American online streamer (born 2003)

Rani Netz, (born January 15, 2003) known online as Stable Ronaldo, or simply Ronaldo, is an American Twitch streamer and YouTuber based in Los Angeles, California. He is primarily known for his energetic personality and former competitive career in Fortnite. Formerly a member of organizations such as NRG and FaZe Clan, he announced his departure from FaZe on December 25, 2025.

== Early life ==
Netz was born on January 15, 2003 in Cherry Hill, New Jersey, a suburban community known for its residential neighborhoods. He spent much of his childhood with his mother following his parents' divorce. Later at the age of 21, he retired his mother. He attended Cherry Hill High School East and graduated in 2021.

== Career ==
After suffering a concussion from playing ice hockey, Netz was forced to stop playing and began looking for a new activity. He received his first gaming laptop in 2014 at age 11, where he played games such as Counter-Strike: Global Offensive and Call of Duty. Around the release of Fortnite, he purchased a gaming PC. In 2019, Netz gained attention in the gaming community when he became a Fortnite Champion Series winner, placing first in the FNCS: Chapter 2 Season 1 Grand Finals.

During the COVID-19 pandemic, Twitch viewership increased significantly, contributing to Netz' rapid rise in streaming. Clips of his went viral including a video of him singing "Payphone" by Maroon 5 in July 2020. Throughout 2020, his follower count grew from approximately 800,000 to over one million. In August 2020, Netz joined NRG and moved into the organization's content house alongside Clix, UnknownArmy, and Edgeyy, where he produced content for the NRG channel. He departed the group on January 5, 2022, citing internal issues. He was later signed to LA-based talent management firm The Kinetic Group in February 2022.

In June 2022, Netz joined FaZe Clan and remained with the organization following its restructuring. On April 27, 2024, Richard "Banks" Bengtson removed several members from FaZe Clan as part of an effort to "reboot" the organization, leaving fourteen content creators on the roster including Netz. In December 2024, FaZe was nominated for Best Marathon Stream and won Best Content Organization at The Streamer Awards. The following year, FaZe won Best Content Organization for the second time in a row. Netz was a host live-streaming both events.
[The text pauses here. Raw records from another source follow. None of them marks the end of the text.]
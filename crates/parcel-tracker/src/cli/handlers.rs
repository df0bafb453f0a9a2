use std::path::PathBuf;

use anyhow::{Context, Result};
use clap::ArgMatches;
use parcel_core::{ClientId, EventSink, MemoryStore, ParcelNumber, ParcelService, ParcelStore};

use crate::{
    commands,
    config::{load_config, Config},
    database::ParcelDb,
    render::{ConsoleSink, OutputFormat},
};

/// Resolve configuration from files, environment and the global CLI flags
pub fn resolve_config(matches: &ArgMatches) -> Result<Config> {
    let explicit = matches.get_one::<PathBuf>("config");
    let config = load_config(explicit.map(PathBuf::as_path))?
        .with_database(matches.get_one::<PathBuf>("db").cloned());
    config.validate()?;
    Ok(config)
}

/// Open the store, run the selected subcommand and close the store again
pub async fn dispatch(matches: &ArgMatches, config: &Config) -> Result<()> {
    let format = OutputFormat::from_json_flag(matches.get_flag("json"));
    let sink = ConsoleSink::new(format);

    if matches.get_flag("in-memory") {
        let service = ParcelService::new(MemoryStore::new(), &sink);
        return run_command(matches, &service, format).await;
    }

    let db = ParcelDb::open(&config.database)
        .await
        .with_context(|| format!("Failed to open {}", config.database.display()))?;
    let service = ParcelService::new(db, &sink);
    let result = run_command(matches, &service, format).await;
    service.into_store().close().await;
    result
}

async fn run_command<S: ParcelStore, E: EventSink>(
    matches: &ArgMatches,
    service: &ParcelService<S, E>,
    format: OutputFormat,
) -> Result<()> {
    match matches.subcommand() {
        Some(("register", sub_m)) => {
            commands::register(service, client(sub_m)?, string(sub_m, "address")?).await
        }
        Some(("list", sub_m)) => commands::list(service, client(sub_m)?).await,
        Some(("show", sub_m)) => commands::show(service, number(sub_m)?, format).await,
        Some(("advance", sub_m)) => commands::advance(service, number(sub_m)?).await,
        Some(("set-address", sub_m)) => {
            commands::set_address(service, number(sub_m)?, string(sub_m, "address")?, format)
                .await
        }
        Some(("delete", sub_m)) => commands::delete(service, number(sub_m)?, format).await,
        Some(("demo", sub_m)) => commands::demo::run(service, client(sub_m)?).await,
        _ => anyhow::bail!("Unknown command. Run 'parcel-tracker --help' for usage."),
    }
}

fn client(matches: &ArgMatches) -> Result<ClientId> {
    matches
        .get_one::<i64>("client")
        .copied()
        .map(ClientId::new)
        .context("--client is required")
}

fn number(matches: &ArgMatches) -> Result<ParcelNumber> {
    matches
        .get_one::<i64>("number")
        .copied()
        .map(ParcelNumber::new)
        .context("parcel number is required")
}

fn string<'a>(matches: &'a ArgMatches, id: &str) -> Result<&'a str> {
    matches
        .get_one::<String>(id)
        .map(String::as_str)
        .with_context(|| format!("{id} is required"))
}
//! Error types for parcel-core

use thiserror::Error;

use crate::parcel::ParcelNumber;

/// Core error type for parcel operations
#[derive(Debug, Error)]
pub enum Error {
    /// No parcel is stored under the requested number
    #[error("Parcel {0} not found")]
    NotFound(ParcelNumber),

    /// The storage medium could not complete a read or write
    #[error("Storage error: {0}")]
    Storage(String),

    /// Configuration could not be parsed or is inconsistent
    #[error("Invalid config: {0}")]
    InvalidConfig(String),

    /// Filesystem errors outside the storage medium itself
    #[error("IO error: {0}")]
    Io(String),
}

impl Error {
    /// Create a storage error.
    pub fn storage(msg: impl Into<String>) -> Self {
        Self::Storage(msg.into())
    }

    /// Create a configuration error.
    pub fn invalid_config(msg: impl Into<String>) -> Self {
        Self::InvalidConfig(msg.into())
    }

    /// Create an IO error.
    pub fn io_error(msg: impl Into<String>) -> Self {
        Self::Io(msg.into())
    }

    /// Returns the process exit code for this error.
    ///
    /// - 1: bad configuration
    /// - 2: IO failure
    /// - 3: parcel not found
    /// - 4: storage failure
    pub const fn exit_code(&self) -> i32 {
        match self {
            Self::InvalidConfig(_) => 1,
            Self::Io(_) => 2,
            Self::NotFound(_) => 3,
            Self::Storage(_) => 4,
        }
    }

    /// Check whether this error reports a missing parcel.
    #[must_use]
    pub const fn is_not_found(&self) -> bool {
        matches!(self, Self::NotFound(_))
    }
}

impl From<std::io::Error> for Error {
    fn from(err: std::io::Error) -> Self {
        Self::io_error(err.to_string())
    }
}

/// Result type alias for parcel-core operations
pub type Result<T> = std::result::Result<T, Error>;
On December 25, 2025, Netz announced his departure from FaZe Clan on X, without providing a public explanation. Several other members, including Adapt, Lacy, JasonTheWeen, and Silky, also exited the organization around the same time. Netz participated in Kai Cenat's Streamer University 2026, winning the Community Builder Award. In September 2026, he appeared alongside LeBron James in a star-studded Polymarket commercial celebrating the NFL kickoff.

== Controversies ==
In July 2023, a drunken Ninja called Netz "completely irrelevant" and a "failed streamer" during a live broadcast due to his declining viewership at the time. Netz retaliated by labeling Ninja a "sellout" for his past platform deals and criticizing him for having a "god complex" regarding younger creators. The feud officially ended in December 2024 when Ninja issued an unreserved apology on stream, admitting he "saw red for no reason" and that alcohol was no excuse for his behavior. They later streamed Fortnite together.

In June 2024, Netz was slapped by fitness influencer Bradley Martyn after Ronaldo jokingly snatched Martyn's hat during a collaborative "IRL" stream at Martyn's Zoo Culture gym. Martyn reacted instantly, hitting Netz across the face and demanding he leave. The two reconciled in July, with Netz later describing the slap as "part of the narrative" that helped boost his relevancy.

In December 2024, Netz faced criticism after being pulled over for speeding while driving his Porsche 911 GT3. He later addressed the incident in a video, explaining his interaction with the officer and cautioning followers about the dangers of reckless driving.

== Personal life ==
Netz is currently engaged to his long-time partner, known online as Boba (real name Kimmy). He publicly announced the engagement during a live stream in June 2025.

Netz was raised in a Jewish household but was not religious during his youth. More recently, he states he now believes in God.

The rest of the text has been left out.